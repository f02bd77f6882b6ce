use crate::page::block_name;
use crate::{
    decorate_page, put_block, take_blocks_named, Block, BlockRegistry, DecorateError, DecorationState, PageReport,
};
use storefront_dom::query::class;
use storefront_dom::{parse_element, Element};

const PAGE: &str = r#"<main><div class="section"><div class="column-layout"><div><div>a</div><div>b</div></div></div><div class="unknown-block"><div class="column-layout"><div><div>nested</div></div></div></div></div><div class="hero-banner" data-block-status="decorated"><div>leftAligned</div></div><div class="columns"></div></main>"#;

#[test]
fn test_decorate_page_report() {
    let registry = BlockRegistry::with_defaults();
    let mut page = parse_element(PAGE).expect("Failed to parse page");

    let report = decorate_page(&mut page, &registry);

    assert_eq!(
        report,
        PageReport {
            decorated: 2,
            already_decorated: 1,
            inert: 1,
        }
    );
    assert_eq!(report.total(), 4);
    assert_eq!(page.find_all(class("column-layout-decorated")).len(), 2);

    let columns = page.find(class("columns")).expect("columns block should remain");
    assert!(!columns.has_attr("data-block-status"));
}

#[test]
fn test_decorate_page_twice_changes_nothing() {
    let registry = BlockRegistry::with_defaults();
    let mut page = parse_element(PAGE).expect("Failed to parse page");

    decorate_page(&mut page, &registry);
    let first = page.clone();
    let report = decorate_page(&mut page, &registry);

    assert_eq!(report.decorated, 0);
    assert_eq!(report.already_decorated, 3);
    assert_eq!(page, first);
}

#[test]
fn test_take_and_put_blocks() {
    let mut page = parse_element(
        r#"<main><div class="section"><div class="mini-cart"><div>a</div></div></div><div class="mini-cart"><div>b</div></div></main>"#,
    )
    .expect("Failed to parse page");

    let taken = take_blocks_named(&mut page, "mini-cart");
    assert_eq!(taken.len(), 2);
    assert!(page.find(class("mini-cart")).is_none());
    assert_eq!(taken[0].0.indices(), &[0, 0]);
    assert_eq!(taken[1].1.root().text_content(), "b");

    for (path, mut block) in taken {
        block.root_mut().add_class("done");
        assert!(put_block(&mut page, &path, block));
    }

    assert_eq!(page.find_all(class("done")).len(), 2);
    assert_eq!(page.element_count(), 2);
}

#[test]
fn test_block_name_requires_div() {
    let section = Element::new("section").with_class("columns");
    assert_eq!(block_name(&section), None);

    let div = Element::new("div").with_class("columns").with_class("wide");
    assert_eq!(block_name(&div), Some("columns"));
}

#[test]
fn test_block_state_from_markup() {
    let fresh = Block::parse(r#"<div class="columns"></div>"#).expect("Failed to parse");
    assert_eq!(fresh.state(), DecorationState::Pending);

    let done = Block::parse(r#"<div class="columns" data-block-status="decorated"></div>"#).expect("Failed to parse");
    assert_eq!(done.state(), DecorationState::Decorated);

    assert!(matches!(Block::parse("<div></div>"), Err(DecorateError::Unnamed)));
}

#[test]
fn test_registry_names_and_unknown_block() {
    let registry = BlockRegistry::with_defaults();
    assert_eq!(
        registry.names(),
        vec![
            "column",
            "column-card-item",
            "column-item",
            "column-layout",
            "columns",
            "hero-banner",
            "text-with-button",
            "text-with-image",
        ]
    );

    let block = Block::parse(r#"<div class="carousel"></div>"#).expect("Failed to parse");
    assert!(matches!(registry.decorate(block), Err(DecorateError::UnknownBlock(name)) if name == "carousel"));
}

....................

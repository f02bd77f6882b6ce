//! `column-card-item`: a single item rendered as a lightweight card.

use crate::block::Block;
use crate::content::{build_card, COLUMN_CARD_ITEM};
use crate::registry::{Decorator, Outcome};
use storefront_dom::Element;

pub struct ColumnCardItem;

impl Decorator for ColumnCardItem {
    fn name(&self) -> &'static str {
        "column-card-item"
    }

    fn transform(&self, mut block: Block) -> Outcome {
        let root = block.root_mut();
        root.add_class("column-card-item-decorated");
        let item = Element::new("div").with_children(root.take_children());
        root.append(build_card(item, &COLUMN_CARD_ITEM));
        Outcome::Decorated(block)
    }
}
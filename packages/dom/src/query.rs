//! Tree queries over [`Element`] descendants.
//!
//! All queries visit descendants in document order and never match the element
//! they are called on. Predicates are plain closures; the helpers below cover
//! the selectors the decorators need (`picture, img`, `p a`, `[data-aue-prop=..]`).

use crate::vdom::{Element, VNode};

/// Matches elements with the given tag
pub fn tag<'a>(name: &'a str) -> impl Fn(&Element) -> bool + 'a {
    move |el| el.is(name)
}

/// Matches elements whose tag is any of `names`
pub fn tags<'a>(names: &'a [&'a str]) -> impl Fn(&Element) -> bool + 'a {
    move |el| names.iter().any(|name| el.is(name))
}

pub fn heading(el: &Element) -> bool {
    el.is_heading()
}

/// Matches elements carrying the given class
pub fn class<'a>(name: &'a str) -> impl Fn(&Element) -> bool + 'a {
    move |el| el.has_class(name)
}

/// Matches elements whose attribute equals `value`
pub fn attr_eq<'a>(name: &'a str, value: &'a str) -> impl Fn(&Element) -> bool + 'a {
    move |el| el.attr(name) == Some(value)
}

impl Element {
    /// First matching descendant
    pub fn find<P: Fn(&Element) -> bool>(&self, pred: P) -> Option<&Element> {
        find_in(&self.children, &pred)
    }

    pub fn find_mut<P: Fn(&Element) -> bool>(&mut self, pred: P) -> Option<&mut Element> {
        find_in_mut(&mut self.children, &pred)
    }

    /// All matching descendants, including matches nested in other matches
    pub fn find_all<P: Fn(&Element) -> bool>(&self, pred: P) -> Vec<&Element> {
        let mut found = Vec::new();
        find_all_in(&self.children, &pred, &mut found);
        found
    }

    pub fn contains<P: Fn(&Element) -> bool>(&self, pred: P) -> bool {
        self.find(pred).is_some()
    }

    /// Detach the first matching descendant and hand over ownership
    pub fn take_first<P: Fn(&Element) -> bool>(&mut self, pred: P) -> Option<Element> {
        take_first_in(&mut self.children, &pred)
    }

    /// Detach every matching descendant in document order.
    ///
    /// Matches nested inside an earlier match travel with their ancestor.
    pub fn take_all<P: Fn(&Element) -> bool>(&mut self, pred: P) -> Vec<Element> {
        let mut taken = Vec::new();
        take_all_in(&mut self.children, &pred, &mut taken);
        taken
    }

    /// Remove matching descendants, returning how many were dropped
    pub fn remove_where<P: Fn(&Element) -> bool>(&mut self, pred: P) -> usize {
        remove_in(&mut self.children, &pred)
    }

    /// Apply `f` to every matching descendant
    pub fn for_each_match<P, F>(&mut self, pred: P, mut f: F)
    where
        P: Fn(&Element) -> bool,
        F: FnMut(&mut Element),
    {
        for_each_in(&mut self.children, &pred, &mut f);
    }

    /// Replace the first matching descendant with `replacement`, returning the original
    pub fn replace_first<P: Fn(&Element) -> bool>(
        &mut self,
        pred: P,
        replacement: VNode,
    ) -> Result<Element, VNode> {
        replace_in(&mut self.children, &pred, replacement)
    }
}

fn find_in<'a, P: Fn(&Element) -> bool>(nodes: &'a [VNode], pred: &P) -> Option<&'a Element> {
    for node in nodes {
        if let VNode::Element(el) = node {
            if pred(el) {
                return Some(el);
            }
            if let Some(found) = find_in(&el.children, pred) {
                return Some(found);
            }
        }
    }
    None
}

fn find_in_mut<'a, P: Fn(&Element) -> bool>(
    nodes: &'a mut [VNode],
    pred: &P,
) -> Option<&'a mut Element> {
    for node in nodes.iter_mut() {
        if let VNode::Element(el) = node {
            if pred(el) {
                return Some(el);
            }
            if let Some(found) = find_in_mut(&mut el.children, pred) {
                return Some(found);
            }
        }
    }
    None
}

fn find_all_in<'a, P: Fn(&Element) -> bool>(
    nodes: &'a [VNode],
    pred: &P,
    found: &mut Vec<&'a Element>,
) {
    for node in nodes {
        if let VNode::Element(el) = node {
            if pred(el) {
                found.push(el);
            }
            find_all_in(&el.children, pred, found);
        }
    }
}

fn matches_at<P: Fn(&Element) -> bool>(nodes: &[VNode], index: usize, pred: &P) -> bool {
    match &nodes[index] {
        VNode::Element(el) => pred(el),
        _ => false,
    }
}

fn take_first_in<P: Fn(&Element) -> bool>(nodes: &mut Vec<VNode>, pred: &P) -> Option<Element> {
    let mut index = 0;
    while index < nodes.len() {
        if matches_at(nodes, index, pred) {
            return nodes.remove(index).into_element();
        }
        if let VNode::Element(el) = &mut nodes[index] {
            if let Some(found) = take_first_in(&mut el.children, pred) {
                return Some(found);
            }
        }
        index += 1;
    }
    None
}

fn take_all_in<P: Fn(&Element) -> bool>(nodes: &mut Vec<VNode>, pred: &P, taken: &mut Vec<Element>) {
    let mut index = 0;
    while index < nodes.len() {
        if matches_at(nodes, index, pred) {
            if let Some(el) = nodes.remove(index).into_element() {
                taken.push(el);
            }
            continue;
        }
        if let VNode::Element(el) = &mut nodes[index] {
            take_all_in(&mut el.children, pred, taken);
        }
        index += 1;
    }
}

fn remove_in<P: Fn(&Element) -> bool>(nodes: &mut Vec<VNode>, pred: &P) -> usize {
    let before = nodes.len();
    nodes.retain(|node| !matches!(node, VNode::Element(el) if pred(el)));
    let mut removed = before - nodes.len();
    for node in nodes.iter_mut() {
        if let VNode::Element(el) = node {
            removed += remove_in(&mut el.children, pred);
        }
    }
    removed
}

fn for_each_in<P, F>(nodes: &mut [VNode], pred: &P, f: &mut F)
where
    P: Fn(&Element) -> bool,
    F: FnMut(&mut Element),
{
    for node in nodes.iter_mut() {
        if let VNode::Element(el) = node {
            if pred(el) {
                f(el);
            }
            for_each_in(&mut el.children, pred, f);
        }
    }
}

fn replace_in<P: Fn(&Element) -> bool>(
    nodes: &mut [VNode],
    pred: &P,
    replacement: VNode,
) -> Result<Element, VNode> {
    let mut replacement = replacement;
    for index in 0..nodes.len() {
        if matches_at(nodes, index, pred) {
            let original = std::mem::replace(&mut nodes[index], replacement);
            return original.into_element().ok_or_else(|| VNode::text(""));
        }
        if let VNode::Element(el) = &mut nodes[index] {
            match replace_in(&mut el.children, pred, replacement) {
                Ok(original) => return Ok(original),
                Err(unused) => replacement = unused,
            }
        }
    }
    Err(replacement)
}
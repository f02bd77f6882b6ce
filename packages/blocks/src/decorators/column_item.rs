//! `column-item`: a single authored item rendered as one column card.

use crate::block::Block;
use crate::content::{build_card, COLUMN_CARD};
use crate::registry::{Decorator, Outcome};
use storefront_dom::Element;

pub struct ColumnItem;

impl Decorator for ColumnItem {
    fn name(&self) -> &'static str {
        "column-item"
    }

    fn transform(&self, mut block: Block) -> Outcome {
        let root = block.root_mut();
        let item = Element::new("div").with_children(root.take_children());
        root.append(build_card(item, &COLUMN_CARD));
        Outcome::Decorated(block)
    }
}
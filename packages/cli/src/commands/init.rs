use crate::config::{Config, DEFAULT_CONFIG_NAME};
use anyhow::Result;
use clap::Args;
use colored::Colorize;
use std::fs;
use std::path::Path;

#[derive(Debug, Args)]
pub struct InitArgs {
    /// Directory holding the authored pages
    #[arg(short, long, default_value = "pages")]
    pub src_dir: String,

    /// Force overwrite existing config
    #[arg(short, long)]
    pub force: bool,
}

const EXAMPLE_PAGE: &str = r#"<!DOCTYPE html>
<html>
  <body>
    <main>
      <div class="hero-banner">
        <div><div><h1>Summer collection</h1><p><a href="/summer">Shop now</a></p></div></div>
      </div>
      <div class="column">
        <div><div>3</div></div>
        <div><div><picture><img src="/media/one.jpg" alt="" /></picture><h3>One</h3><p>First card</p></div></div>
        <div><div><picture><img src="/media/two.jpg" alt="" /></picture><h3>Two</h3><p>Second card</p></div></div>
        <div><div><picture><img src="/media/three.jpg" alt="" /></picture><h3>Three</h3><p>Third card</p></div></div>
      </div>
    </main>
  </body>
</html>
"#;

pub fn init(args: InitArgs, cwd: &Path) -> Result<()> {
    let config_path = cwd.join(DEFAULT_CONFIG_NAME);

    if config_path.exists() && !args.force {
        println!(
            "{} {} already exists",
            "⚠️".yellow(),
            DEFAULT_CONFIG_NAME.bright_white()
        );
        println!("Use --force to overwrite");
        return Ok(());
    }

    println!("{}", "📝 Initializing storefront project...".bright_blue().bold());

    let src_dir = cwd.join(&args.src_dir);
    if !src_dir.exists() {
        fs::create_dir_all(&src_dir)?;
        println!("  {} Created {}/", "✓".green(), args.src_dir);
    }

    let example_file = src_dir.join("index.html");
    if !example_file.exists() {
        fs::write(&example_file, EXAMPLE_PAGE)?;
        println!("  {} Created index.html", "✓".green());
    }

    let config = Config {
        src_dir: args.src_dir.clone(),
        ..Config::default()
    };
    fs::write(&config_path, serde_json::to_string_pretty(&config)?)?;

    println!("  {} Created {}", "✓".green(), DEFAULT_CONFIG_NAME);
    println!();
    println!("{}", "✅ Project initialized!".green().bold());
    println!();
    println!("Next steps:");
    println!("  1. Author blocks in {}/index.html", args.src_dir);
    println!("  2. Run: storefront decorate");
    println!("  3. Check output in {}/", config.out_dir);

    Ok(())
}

....................

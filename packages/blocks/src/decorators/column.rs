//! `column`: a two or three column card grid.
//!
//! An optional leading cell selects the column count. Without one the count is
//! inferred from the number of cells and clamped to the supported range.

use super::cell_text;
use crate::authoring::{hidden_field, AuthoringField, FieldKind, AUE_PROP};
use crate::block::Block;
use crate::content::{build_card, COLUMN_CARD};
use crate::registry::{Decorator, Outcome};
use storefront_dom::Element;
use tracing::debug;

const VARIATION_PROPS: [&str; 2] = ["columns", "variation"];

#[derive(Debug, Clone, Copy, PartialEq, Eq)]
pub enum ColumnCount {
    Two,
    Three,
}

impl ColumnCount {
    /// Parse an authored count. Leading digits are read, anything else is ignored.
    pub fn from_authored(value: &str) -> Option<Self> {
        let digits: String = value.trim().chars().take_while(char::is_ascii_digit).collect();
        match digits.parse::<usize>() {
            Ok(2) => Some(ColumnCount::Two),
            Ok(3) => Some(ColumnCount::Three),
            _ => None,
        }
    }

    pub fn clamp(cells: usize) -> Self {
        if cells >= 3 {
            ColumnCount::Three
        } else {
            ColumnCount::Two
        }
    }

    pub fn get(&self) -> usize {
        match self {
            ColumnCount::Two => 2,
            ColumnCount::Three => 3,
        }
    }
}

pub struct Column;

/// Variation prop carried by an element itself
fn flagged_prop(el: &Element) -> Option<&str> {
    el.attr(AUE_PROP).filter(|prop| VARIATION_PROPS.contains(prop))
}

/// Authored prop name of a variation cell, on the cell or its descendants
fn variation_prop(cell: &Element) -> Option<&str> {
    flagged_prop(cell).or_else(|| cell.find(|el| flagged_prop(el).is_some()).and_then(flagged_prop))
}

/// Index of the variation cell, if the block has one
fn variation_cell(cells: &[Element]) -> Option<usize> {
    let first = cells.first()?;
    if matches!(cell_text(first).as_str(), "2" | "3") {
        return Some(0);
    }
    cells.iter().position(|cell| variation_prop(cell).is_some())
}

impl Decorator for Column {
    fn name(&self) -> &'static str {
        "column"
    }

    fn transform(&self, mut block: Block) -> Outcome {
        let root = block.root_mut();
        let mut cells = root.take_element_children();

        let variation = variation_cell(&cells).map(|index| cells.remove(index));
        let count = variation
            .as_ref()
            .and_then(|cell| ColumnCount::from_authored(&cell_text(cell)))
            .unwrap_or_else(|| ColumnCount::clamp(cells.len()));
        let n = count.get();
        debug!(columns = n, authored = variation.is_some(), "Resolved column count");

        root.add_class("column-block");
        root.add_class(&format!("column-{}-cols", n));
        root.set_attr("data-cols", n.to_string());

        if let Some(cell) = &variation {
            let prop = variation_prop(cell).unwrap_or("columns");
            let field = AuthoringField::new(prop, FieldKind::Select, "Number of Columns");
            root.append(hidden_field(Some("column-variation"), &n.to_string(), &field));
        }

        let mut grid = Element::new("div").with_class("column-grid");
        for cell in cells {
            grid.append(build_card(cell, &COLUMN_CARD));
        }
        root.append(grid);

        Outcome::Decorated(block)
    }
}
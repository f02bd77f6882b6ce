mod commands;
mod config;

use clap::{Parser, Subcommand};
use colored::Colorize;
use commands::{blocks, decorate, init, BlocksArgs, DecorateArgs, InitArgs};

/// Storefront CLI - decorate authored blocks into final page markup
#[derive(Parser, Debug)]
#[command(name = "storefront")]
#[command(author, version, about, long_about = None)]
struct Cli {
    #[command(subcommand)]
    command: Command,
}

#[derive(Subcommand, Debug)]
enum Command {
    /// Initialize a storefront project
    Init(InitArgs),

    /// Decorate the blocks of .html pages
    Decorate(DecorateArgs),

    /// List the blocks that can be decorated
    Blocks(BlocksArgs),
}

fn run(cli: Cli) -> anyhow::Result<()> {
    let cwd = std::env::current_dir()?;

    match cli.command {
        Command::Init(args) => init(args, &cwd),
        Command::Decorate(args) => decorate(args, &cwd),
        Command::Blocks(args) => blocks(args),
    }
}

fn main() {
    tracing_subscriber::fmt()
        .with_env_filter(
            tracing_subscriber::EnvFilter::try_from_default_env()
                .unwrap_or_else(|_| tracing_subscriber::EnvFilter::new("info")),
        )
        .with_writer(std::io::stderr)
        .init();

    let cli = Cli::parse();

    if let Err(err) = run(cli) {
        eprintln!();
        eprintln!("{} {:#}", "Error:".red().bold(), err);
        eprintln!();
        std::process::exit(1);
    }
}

....................

ASSIGNMENT: Filter the listing above down to the lines that contain the word "struct".

OUTPUT FOR THIS TASK:
pub struct ColumnCardItem;
pub struct ColumnItem;
pub struct InitArgs {
pub struct Column;
struct Cli {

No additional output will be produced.